Below are records; work out how many of their lines hold the string "QuadratureError" and give that number alone.

--

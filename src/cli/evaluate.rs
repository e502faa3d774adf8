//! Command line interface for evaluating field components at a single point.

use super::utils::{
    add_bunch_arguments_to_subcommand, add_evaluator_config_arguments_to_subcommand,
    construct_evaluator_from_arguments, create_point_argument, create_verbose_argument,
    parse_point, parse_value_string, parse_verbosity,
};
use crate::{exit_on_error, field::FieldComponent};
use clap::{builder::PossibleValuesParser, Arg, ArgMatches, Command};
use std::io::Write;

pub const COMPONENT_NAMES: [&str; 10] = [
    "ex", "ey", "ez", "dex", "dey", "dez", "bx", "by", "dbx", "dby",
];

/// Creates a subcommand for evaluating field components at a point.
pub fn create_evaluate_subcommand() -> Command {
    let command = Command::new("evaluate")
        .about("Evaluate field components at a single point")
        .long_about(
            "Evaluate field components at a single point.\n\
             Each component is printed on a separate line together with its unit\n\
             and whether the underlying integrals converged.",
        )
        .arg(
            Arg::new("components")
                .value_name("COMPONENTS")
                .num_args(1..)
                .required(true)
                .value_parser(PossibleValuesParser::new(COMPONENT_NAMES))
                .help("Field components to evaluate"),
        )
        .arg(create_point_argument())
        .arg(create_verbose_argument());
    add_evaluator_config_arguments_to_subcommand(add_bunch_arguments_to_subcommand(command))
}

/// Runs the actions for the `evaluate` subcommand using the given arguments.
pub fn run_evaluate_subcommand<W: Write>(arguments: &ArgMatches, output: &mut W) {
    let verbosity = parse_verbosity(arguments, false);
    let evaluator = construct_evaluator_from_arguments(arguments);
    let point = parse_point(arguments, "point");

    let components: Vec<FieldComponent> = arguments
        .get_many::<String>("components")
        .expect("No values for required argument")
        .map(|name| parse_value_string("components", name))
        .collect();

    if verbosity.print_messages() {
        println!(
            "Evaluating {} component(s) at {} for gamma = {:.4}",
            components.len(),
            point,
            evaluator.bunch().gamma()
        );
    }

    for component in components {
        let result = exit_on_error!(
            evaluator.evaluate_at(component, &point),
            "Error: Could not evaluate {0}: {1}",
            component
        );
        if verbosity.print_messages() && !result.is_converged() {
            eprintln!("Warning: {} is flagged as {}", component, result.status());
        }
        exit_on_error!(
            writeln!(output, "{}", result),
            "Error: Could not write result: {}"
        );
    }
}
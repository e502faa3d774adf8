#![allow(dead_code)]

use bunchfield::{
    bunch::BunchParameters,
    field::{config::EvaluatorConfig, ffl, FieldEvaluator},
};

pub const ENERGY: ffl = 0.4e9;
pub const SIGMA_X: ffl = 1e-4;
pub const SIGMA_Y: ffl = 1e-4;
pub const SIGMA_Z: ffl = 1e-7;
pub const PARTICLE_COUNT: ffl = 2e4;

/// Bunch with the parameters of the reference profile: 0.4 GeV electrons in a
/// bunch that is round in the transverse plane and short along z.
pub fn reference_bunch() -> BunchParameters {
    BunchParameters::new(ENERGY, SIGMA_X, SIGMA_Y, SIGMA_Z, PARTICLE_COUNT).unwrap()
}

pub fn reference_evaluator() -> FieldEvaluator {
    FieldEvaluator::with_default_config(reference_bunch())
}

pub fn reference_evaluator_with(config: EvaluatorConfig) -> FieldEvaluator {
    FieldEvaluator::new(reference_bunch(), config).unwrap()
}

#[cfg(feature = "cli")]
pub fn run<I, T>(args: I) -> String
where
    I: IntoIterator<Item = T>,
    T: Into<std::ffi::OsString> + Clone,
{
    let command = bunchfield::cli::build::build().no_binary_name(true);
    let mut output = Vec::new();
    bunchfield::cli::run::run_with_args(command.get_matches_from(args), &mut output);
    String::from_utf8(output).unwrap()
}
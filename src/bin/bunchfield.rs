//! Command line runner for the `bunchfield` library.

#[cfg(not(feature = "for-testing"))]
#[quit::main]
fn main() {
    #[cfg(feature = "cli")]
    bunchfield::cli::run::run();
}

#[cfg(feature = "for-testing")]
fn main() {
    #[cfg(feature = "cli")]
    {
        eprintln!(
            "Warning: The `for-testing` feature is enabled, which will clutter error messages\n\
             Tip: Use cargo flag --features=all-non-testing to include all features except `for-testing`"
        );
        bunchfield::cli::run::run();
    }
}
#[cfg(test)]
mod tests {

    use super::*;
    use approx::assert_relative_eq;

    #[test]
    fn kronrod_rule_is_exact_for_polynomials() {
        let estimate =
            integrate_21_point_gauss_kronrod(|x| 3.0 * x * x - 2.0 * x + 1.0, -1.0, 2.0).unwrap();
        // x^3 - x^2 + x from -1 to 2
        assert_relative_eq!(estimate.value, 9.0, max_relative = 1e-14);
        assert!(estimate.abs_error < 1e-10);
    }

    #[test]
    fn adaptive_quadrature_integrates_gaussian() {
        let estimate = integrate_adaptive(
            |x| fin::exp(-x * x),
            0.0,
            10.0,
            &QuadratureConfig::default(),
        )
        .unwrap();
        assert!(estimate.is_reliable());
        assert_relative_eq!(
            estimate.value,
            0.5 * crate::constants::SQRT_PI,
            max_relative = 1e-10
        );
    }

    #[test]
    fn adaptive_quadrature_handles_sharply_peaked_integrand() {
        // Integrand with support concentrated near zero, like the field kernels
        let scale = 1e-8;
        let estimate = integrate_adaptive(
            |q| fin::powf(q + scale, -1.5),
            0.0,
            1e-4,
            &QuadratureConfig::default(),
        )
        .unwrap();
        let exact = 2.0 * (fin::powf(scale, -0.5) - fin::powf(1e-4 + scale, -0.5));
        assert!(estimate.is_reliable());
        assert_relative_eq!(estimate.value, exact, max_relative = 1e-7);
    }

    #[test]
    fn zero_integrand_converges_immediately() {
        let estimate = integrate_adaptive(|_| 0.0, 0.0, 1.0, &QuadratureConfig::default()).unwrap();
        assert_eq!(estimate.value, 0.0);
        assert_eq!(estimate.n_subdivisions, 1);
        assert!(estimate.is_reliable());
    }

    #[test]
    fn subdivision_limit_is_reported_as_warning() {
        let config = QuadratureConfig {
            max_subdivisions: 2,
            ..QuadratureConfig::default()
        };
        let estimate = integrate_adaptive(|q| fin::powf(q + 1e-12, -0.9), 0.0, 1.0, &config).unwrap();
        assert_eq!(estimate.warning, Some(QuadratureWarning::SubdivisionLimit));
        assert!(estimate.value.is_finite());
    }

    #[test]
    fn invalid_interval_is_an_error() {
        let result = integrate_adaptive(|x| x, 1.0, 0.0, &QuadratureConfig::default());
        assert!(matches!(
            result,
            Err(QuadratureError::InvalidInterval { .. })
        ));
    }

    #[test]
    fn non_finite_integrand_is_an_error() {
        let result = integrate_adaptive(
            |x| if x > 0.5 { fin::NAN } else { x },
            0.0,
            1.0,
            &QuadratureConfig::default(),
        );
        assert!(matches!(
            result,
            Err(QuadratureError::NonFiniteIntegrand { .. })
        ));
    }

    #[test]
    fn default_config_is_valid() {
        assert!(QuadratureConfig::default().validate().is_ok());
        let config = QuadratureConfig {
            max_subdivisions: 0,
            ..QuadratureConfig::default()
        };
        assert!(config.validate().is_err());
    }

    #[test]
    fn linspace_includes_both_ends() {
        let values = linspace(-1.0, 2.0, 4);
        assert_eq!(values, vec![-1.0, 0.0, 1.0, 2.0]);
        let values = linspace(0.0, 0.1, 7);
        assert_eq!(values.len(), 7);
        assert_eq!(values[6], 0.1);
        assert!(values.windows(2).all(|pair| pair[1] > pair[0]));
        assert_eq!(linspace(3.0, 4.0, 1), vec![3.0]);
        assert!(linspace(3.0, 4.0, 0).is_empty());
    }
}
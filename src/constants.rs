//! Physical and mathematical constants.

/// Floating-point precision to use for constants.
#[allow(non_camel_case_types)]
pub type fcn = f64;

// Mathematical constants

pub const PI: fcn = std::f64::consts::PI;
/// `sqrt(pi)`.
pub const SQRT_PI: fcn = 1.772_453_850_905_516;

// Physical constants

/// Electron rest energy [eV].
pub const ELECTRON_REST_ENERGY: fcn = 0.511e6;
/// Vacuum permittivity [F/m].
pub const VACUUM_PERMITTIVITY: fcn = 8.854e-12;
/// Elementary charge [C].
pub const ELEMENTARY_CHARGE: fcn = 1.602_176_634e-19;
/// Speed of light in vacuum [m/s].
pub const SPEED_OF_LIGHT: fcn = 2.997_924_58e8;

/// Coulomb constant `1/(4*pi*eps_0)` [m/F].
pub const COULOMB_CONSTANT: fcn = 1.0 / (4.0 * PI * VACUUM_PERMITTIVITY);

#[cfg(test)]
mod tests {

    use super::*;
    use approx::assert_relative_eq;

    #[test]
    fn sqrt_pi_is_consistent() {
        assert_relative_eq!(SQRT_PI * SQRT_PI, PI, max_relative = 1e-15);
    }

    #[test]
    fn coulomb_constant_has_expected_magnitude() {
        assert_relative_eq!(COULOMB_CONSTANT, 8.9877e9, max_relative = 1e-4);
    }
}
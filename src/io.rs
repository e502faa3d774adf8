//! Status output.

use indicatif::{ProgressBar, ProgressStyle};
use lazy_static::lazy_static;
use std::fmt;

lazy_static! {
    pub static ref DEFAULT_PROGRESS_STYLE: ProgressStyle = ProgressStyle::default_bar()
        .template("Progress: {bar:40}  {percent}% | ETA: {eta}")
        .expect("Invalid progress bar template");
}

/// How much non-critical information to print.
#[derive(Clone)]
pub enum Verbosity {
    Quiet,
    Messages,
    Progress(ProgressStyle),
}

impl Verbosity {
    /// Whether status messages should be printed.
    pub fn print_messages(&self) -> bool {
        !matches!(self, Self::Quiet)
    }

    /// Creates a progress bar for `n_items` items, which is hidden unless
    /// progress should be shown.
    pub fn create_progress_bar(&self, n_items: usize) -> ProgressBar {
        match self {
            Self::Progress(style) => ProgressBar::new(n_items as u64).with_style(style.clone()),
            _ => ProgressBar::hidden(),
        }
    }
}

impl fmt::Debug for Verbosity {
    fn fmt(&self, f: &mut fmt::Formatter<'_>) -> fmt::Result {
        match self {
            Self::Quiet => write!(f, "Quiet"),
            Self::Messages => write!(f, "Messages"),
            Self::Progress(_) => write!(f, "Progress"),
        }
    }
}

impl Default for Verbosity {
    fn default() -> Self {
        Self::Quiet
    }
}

--

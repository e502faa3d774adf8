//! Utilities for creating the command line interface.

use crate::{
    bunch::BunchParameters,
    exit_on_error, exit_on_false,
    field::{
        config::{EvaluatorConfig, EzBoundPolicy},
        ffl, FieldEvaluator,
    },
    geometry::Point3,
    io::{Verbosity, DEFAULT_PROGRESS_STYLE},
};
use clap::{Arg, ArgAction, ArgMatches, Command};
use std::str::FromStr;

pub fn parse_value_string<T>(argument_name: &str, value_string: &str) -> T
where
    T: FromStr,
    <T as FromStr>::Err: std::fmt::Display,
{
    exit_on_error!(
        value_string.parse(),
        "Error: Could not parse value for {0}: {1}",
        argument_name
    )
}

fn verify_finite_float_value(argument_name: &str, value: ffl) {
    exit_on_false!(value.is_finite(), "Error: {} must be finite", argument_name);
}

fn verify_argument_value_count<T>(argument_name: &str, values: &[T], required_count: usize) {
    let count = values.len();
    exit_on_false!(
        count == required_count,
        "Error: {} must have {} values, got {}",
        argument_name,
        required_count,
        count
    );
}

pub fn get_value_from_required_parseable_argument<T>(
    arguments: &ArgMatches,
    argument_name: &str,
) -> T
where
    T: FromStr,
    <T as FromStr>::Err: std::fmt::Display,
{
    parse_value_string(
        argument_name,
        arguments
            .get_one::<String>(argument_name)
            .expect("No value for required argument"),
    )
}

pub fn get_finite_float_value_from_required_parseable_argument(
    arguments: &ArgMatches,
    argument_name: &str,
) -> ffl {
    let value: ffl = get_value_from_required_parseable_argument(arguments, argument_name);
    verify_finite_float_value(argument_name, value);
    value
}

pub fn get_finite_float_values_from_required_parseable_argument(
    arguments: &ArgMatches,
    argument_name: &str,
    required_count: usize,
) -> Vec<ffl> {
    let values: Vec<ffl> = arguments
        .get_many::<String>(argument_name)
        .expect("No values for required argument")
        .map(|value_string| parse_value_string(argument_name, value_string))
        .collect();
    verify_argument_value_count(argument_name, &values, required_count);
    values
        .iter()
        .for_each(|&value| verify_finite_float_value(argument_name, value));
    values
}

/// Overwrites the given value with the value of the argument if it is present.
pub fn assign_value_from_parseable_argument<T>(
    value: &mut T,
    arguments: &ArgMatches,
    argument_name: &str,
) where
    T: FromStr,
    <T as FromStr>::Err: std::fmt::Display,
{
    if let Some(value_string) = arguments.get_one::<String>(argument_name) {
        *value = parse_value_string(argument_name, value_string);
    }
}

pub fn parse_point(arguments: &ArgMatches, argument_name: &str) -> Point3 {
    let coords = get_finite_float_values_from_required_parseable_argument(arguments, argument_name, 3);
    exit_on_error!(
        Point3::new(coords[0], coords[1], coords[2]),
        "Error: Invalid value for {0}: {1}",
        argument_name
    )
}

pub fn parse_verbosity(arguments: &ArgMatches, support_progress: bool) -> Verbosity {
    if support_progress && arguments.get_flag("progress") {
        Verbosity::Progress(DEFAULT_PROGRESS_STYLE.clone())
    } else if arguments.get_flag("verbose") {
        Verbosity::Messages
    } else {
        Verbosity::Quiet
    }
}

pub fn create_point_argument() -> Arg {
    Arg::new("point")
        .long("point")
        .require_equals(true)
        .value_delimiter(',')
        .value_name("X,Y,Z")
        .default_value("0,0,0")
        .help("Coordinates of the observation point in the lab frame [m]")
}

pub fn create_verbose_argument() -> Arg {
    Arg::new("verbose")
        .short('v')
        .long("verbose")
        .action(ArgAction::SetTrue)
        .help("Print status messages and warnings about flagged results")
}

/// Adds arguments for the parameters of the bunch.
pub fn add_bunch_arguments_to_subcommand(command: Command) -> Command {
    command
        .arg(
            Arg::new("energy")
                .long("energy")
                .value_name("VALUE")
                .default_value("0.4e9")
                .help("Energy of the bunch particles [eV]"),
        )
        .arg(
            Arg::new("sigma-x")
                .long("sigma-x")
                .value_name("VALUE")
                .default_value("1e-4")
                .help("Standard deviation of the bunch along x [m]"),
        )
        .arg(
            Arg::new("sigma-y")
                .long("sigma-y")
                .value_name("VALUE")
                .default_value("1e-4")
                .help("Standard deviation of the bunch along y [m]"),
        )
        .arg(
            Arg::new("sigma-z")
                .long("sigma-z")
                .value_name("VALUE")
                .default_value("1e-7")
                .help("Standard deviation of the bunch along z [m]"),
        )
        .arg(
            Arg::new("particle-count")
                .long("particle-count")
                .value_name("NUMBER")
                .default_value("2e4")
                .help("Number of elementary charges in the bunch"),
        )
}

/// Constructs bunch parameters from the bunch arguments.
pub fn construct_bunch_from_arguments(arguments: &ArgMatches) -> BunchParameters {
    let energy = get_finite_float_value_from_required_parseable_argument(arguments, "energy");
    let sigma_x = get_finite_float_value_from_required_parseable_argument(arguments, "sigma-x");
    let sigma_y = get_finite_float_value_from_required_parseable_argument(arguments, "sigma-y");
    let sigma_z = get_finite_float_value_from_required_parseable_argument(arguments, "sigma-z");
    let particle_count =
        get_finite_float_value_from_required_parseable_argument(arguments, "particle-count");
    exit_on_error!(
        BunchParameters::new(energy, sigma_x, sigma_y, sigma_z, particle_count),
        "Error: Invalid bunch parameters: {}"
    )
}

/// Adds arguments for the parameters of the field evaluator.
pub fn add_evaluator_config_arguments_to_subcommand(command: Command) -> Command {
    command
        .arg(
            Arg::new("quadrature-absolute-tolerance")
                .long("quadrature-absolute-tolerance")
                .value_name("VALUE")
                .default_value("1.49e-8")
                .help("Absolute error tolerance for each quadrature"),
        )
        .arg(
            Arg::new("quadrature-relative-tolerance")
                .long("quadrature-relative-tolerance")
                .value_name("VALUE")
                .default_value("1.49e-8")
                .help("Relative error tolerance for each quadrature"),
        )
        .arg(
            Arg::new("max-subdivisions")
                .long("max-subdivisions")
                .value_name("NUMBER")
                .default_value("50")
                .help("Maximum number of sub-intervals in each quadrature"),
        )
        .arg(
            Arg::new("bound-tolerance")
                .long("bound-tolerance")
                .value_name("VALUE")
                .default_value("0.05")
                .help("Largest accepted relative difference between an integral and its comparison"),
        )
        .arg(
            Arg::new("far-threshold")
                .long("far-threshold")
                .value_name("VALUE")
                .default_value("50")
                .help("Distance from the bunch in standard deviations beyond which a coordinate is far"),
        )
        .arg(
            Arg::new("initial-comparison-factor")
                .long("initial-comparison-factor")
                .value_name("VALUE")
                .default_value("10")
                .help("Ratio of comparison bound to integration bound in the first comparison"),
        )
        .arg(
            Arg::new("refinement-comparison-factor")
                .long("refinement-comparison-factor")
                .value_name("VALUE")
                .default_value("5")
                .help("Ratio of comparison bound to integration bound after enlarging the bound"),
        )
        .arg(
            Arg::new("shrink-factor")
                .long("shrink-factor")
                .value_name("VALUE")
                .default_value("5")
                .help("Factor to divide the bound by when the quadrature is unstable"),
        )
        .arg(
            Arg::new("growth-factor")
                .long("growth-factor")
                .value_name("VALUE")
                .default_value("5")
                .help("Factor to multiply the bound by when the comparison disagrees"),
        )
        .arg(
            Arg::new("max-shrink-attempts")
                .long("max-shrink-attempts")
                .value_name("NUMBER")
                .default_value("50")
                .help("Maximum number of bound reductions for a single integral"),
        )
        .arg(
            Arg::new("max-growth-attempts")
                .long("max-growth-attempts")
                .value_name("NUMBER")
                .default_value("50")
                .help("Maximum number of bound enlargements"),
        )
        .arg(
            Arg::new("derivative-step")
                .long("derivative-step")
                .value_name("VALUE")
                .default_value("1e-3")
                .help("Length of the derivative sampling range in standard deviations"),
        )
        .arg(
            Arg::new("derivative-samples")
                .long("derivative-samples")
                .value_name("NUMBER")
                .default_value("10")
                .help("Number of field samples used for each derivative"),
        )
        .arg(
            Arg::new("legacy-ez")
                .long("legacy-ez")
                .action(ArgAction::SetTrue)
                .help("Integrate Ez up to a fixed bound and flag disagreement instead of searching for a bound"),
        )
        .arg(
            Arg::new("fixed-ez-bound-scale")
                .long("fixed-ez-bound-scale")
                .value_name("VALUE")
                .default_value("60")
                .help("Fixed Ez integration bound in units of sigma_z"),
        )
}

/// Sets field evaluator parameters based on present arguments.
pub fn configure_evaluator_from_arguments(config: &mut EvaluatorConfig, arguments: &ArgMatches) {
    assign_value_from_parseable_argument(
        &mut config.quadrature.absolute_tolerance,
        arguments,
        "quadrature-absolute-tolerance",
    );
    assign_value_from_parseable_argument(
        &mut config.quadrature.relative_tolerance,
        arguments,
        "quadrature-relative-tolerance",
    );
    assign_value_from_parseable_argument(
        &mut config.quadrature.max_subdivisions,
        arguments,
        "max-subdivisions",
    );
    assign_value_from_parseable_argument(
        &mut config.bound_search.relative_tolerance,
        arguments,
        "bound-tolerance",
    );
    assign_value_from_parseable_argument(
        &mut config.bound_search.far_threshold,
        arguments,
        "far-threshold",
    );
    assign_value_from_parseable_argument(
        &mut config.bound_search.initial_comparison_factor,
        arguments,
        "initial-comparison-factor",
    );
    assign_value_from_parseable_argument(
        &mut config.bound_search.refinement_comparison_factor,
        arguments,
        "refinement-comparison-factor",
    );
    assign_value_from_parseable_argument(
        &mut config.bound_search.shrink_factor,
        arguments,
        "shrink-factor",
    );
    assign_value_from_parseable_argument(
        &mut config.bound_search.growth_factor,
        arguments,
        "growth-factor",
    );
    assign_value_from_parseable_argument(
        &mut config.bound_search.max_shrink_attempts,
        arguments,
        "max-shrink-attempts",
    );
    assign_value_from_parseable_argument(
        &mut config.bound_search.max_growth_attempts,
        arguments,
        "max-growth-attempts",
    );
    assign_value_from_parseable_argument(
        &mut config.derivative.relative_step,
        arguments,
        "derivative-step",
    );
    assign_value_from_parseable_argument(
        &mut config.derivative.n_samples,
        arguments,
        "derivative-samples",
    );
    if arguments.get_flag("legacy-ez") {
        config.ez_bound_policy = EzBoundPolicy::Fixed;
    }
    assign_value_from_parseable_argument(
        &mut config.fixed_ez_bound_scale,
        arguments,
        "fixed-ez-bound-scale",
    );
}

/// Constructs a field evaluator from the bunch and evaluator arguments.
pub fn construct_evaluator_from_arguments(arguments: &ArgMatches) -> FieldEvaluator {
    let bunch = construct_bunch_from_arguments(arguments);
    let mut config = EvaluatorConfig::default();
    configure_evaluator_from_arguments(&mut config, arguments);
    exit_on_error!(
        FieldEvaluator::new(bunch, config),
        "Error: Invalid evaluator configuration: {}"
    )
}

--

Solution to this exercise » 2